Posted: 2:36 PM, May 08, 2018
Updated: 2018-05-09 08:34:21-04

It may not seem like basketball, fashion and cancer research go together, but if you know Lauren Aitch-Guerrant, it all makes perfect sense.

In this month's #SWISStrong report, we introduce you to this former Spartan athlete, who's determined to find a cure.

Basketball has always held a special place in Aitch-Guerrant's life.  Her father, Matthew Aitch, played for Michigan State before going pro, and she followed in his footsteps. 

"As an athlete, you're always trying to push yourself," said Aitch-Guerrant.  "You're always challenging yourself."

But her biggest challenge, didn't happen on the court.  Her father passed away when she was still a student at MSU.

"He was a great man, and very giving," said Aitch-Guerrant.

Just like her dad, she went on to play professionally, but her time in Copenhagen left her wanting more.

"I was kind of coming to a close, of 'Ok, What do I want to do next?', said Aitch-Guerrant.  "This was great, I had a great time doing it, but what is in my next steps?"

She wanted to do something in honor of her dad, and after losing six family members to cancer, she decided to start a foundation in his name, to raise money for early detection.  And in 2011, the Aitch Foundation was born.

"I felt like this was something that I could be a part of, and I could compete, and help save lives," said Aitch-Guerrant.

So she created cancer research fellowships at Michigan State; $30,000 grants for post-doctoral students like Senem Aykul.

"The science is expensive," said Aykul.  "It's just so expensive, and with this fellowship, we were able to do more research."

In Aykul's case, that research led to five published papers, a larger federal grant, and a breakthrough discovery.

"A molecule called the cerberus.  And this molecule, we show that it is really effective on preventing the tumor-forming potential of the cancer cells, and the spread of those cells in the body," said Aykul.

A discovery, she says, wouldn't have been possible without the fellowship. 

"It was an incredible opportunity," she said.

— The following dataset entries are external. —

//! Per-filesystem materialization: obtain a [`MountScope`], apply any image,
//! realize the filesystem's plan entries, run the boot-installer hook if
//! applicable, then release the mount (§4.5 "Materializer").

use anyhow::Context;
use camino::Utf8PathBuf;
use cap_std_ext::cap_std::{ambient_authority, fs::Dir};
use filesstage_config::{Config, Filesystem, Image};
use filesstage_mount::MountScope;

use crate::entry::Fetcher;
use crate::error::StageError;
use crate::passwd::AccountManager;
use crate::plan::EntryPlan;

/// Applies a disk image onto a mounted destination root (§6 "Image
/// applier"). The core never unpacks images itself.
pub trait ImageApplier {
    fn apply(&self, image: &Image, root: &camino::Utf8Path) -> anyhow::Result<()>;
}

/// Installs bootloader artifacts on the filesystem marked `boot_filesystem`
/// (§4.5, §9 "Boot-filesystem hook"). The default is a no-op.
pub trait BootInstaller {
    fn install(&self, root: &camino::Utf8Path, device: &str) -> anyhow::Result<()> {
        let _ = (root, device);
        Ok(())
    }
}

/// The reserved no-op [`BootInstaller`].
#[derive(Debug, Default)]
pub struct NoopBootInstaller;

impl BootInstaller for NoopBootInstaller {}

/// Materialize every configured filesystem, in declaration order (§9
/// "Filesystem iteration order" — never scheduled off the plan map).
pub fn materialize(
    config: &Config,
    plan: &EntryPlan,
    fetcher: &dyn Fetcher,
    accounts: &dyn AccountManager,
    images: &dyn ImageApplier,
    boot: &dyn BootInstaller,
) -> Result<(), StageError> {
    for fs in &config.storage.filesystems {
        materialize_one(fs, plan, fetcher, accounts, images, boot)?;
    }
    Ok(())
}

fn materialize_one(
    fs: &Filesystem,
    plan: &EntryPlan,
    fetcher: &dyn Fetcher,
    accounts: &dyn AccountManager,
    images: &dyn ImageApplier,
    boot: &dyn BootInstaller,
) -> Result<(), StageError> {
    let _span = tracing::info_span!("filesystem", name = %fs.name).entered();

    let scope = open_scope(fs)?;
    let result = materialize_inner(fs, &scope, plan, fetcher, accounts, images, boot);

    match result {
        Ok(()) => scope.close().map_err(|source| StageError::Unmount {
            name: fs.name.clone(),
            source,
        }),
        Err(e) => {
            if let Err(unmount_err) = scope.close() {
                tracing::warn!(error = %unmount_err, "unmount after failure also failed");
            }
            Err(e)
        }
    }
}

fn open_scope(fs: &Filesystem) -> Result<MountScope, StageError> {
    if let Some(path) = &fs.path {
        return Ok(MountScope::preexisting(Utf8PathBuf::from(path.as_str())));
    }
    let mount = fs.mount.as_ref().ok_or_else(|| StageError::Mount {
        name: fs.name.clone(),
        source: anyhow::anyhow!("filesystem has neither a preexisting path nor a mount descriptor"),
    })?;
    let options = mount.options.join(",");
    MountScope::mount_device(&mount.device, &mount.format, &options).map_err(|source| {
        StageError::Mount {
            name: fs.name.clone(),
            source,
        }
    })
}

fn materialize_inner(
    fs: &Filesystem,
    scope: &MountScope,
    plan: &EntryPlan,
    fetcher: &dyn Fetcher,
    accounts: &dyn AccountManager,
    images: &dyn ImageApplier,
    boot: &dyn BootInstaller,
) -> Result<(), StageError> {
    let root_path = scope.root();

    for image in fs.images.iter().flatten() {
        images.apply(image, root_path).map_err(|source| StageError::Image {
            name: fs.name.clone(),
            source,
        })?;
    }

    let root = Dir::open_ambient_dir(root_path.as_std_path(), ambient_authority())
        .with_context(|| format!("opening destination root {root_path}"))
        .map_err(|source| StageError::Mount {
            name: fs.name.clone(),
            source,
        })?;

    for entry in plan.get(fs.name.as_str()).into_iter().flatten() {
        entry.realize(&root, fetcher, accounts)?;
    }

    if fs.mount.as_ref().is_some_and(|m| m.boot_filesystem) {
        let device = fs.mount.as_ref().map(|m| m.device.as_str()).unwrap_or_default();
        boot.install(root_path, device).map_err(|source| StageError::Image {
            name: fs.name.clone(),
            source,
        })?;
    }

    Ok(())
}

To raise money for these fellowships, Aitch-Guerrant turns to another one of her passions, fashion. 

"I always wanted to get involved in clothing," she said. 

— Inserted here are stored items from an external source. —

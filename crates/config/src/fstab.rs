//! `/etc/fstab` record model and renderer (§3 "fstab record", §6 wire format).

use crate::Filesystem;

/// One line of `/etc/fstab`: `<spec> <mount-point> <type> <options> <dump> <pass>`.
#[derive(Debug, Clone, PartialEq, Eq)]
pub struct FstabRecord {
    pub spec: String,
    pub mount_point: String,
    pub fstype: String,
    pub options: String,
    pub dump: u8,
    pub pass: u8,
}

impl FstabRecord {
    fn defaulted(spec: impl Into<String>, mount_point: impl Into<String>, fstype: impl Into<String>) -> Self {
        Self {
            spec: spec.into(),
            mount_point: mount_point.into(),
            fstype: fstype.into(),
            options: "defaults".to_owned(),
            dump: 0,
            pass: 0,
        }
    }

    fn render(&self) -> String {
        format!(
            "{} {} {} {} {} {}",
            self.spec, self.mount_point, self.fstype, self.options, self.dump, self.pass
        )
    }
}

/// The four always-present pseudo-filesystem records, in fixed order.
pub fn pseudo_filesystem_records() -> Vec<FstabRecord> {
    let mut devpts = FstabRecord::defaulted("devpts", "/dev/pts", "devpts");
    devpts.options = "gid=5,mode=620".to_owned();
    vec![
        devpts,
        FstabRecord::defaulted("tmpfs", "/dev/shm", "tmpfs"),
        FstabRecord::defaulted("proc", "/proc", "proc"),
        FstabRecord::defaulted("sysfs", "/sys", "sysfs"),
    ]
}

/// The record for a configured filesystem, if it has a mount point.
/// `spec` is `LABEL=<label>` (empty label if unset); `type` is the configured format.
pub fn record_for_filesystem(fs: &Filesystem) -> Option<FstabRecord> {
    let mount = fs.mount.as_ref()?;
    let point = mount.point.as_ref()?;
    let label = mount.label.as_deref().unwrap_or_default();
    Some(FstabRecord::defaulted(
        format!("LABEL={label}"),
        point.clone(),
        mount.format.clone(),
    ))
}

/// Render a sequence of records as a newline-terminated `/etc/fstab` body.
pub fn render(records: &[FstabRecord]) -> String {
    let mut out = String::new();
    for r in records {
        out.push_str(&r.render());
        out.push('\n');
    }
    out
}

And now, she is. Through the Aitch Foundation's Annual Hidden Key Fashion Show, a chance for people to come together and watch former athletes, cancer survivors and community leaders model, learn more about the fellows and their work, and raise money in the fight against cancer.

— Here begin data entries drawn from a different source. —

//! The tagged union of the three creatable filesystem objects, and their
//! realization contracts against a destination root (§4.2 "Entry Variants").

use std::io;
use std::os::fd::AsFd;

use anyhow::Context;
use camino::Utf8Path;
use cap_std_ext::cap_std::fs::Dir;
use cap_std_ext::dirext::CapStdExtDirExt;
use fn_error_context::context;

use filesstage_config::{Directory, File, Link, NodeUser};

use crate::error::StageError;
use crate::passwd::AccountManager;

/// Resolves a [`filesstage_config::FileContents`]'s sources into bytes and
/// writes them under `root` (§6 "Fetcher"). Honors `file.append`.
pub trait Fetcher {
    fn fetch(&self, root: &Dir, file: &File) -> anyhow::Result<()>;
}

/// One realizable filesystem object, already resolved to a single filesystem
/// by the Planner.
#[derive(Debug, Clone)]
pub enum Entry {
    Directory(Directory),
    File(File),
    Link(Link),
}

impl Entry {
    pub fn path(&self) -> &str {
        match self {
            Entry::Directory(d) => &d.node.path,
            Entry::File(f) => &f.node.path,
            Entry::Link(l) => &l.node.path,
        }
    }

    /// Realize this entry under `root` (§4.2).
    pub fn realize(
        &self,
        root: &Dir,
        fetcher: &dyn Fetcher,
        accounts: &dyn AccountManager,
    ) -> Result<(), StageError> {
        let result = match self {
            Entry::Directory(d) => realize_directory(root, d, accounts),
            Entry::File(f) => realize_file(root, f, fetcher),
            Entry::Link(l) => realize_link(root, l),
        };
        result.map_err(|source| StageError::EntryCreation {
            path: self.path().to_owned(),
            source,
        })
    }
}

fn resolve_id(user: &Option<NodeUser>, lookup: impl FnOnce(&str) -> anyhow::Result<u32>) -> anyhow::Result<u32> {
    match user {
        None => Ok(0),
        Some(NodeUser { id: Some(id), .. }) => Ok(*id),
        Some(NodeUser { name: Some(name), .. }) => lookup(name),
        Some(NodeUser { id: None, name: None }) => Ok(0),
    }
}

#[context("resolving owner")]
fn resolve_uid_gid(
    node: &filesstage_config::Node,
    accounts: &dyn AccountManager,
) -> anyhow::Result<(u32, u32)> {
    let uid = resolve_id(&node.user, |name| accounts.uid_for_name(name))?;
    let gid = resolve_id(&node.group, |name| accounts.gid_for_name(name))?;
    Ok((uid, gid))
}

fn chown_chmod(root: &Dir, path: &Utf8Path, mode: u32, uid: u32, gid: u32) -> anyhow::Result<()> {
    let dirfd = root.as_fd();
    rustix::fs::chmodat(dirfd, path.as_str(), rustix::fs::Mode::from_raw_mode(mode))
        .with_context(|| format!("chmod {path}"))?;
    rustix::fs::chownat(
        dirfd,
        path.as_str(),
        Some(rustix::fs::Uid::from_raw(uid)),
        Some(rustix::fs::Gid::from_raw(gid)),
        rustix::fs::AtFlags::empty(),
    )
    .with_context(|| format!("chown {path}"))?;
    Ok(())
}

/// Remove whatever is at `path`, unless it's already a directory (directory
/// creation is idempotent and must not blow away existing contents).
fn clear_non_directory(root: &Dir, path: &str) -> anyhow::Result<()> {
    match root.symlink_metadata(path) {
        Ok(meta) if !meta.is_dir() => root
            .remove_file(path)
            .with_context(|| format!("removing {path}")),
        Ok(_) => Ok(()),
        Err(e) if e.kind() == io::ErrorKind::NotFound => Ok(()),
        Err(e) => Err(e).with_context(|| format!("stat {path}")),
    }
}

/// Unconditionally remove whatever is at `path`, of any type.
fn delete_path_on_overwrite(root: &Dir, path: &str) -> anyhow::Result<()> {
    match root.symlink_metadata(path) {
        Ok(meta) => {
            if meta.is_dir() {
                root.remove_dir_all(path)
            } else {
                root.remove_file(path)
            }
            .with_context(|| format!("removing {path}"))
        }
        Err(e) if e.kind() == io::ErrorKind::NotFound => Ok(()),
        Err(e) => Err(e).with_context(|| format!("stat {path}")),
    }
}

#[context("creating directory {}", d.node.path)]
fn realize_directory(root: &Dir, d: &Directory, accounts: &dyn AccountManager) -> anyhow::Result<()> {
    let path = d.node.relative_path();
    if path.is_empty() {
        anyhow::bail!("empty directory path");
    }

    if d.node.should_overwrite() {
        clear_non_directory(root, path)?;
    }

    let (uid, gid) = resolve_uid_gid(&d.node, accounts)?;
    let mode = d.node.mode.unwrap_or(0);

    // Walk from the immediate parent upward, recording ancestors that don't
    // yet exist. Stop at the first one that does: everything above it is
    // presumed to exist too, and must not have its ownership touched.
    let mut new_ancestors = Vec::new();
    let mut cursor = Utf8Path::new(path);
    while let Some(parent) = cursor.parent() {
        if parent.as_str().is_empty() {
            break;
        }
        if root.try_exists(parent.as_str())? {
            break;
        }
        new_ancestors.push(parent.to_owned());
        cursor = parent;
    }

    root.create_dir_all(path)
        .with_context(|| format!("mkdir -p {path}"))?;

    for p in new_ancestors.iter().rev() {
        chown_chmod(root, p, mode, uid, gid)?;
    }
    chown_chmod(root, Utf8Path::new(path), mode, uid, gid)?;

    Ok(())
}

#[context("creating file {}", f.node.path)]
fn realize_file(root: &Dir, f: &File, fetcher: &dyn Fetcher) -> anyhow::Result<()> {
    if !f.append && f.node.should_overwrite() {
        delete_path_on_overwrite(root, f.node.relative_path())?;
    }
    fetcher.fetch(root, f)
}

#[context("creating link {} -> {}", l.node.path, l.target)]
fn realize_link(root: &Dir, l: &Link) -> anyhow::Result<()> {
    let path = l.node.relative_path();
    if l.node.should_overwrite() {
        delete_path_on_overwrite(root, path)?;
    }
    if l.hard {
        root.hard_link(l.target.trim_start_matches('/'), root, path)
            .with_context(|| format!("hard linking {path} -> {}", l.target))
    } else {
        root.symlink_contents(&l.target, path)
            .with_context(|| format!("symlinking {path} -> {}", l.target))
    }
}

"We try to create an atmosphere of hope, an atmosphere of just encouragement," said Aitch-Guerrant.

And just like on the hardwood, Aitch-Guerrant is playing to win.  In the first seven years, Aitch-Guerrant and her team have managed to raise more than $400,000 for cancer research, no doubt leaving a legacy as strong as her father's.

"Just to be a piece of what he was, and what he's done for the community and a lot of other people, is what I strive to do," said Aitch-Guerrant. "I believe that he would be very, very proud of me."

If you're interested in attending the Hidden Key Fashion Show, tickets are still available.  This year's theme is "Safari Experience...the Adventure Continues!"  It will be on May 17th from 5:30-10PM in the Huntington Club at Spartan Stadium.  Tickets are $75 in advance, and $100 at the door.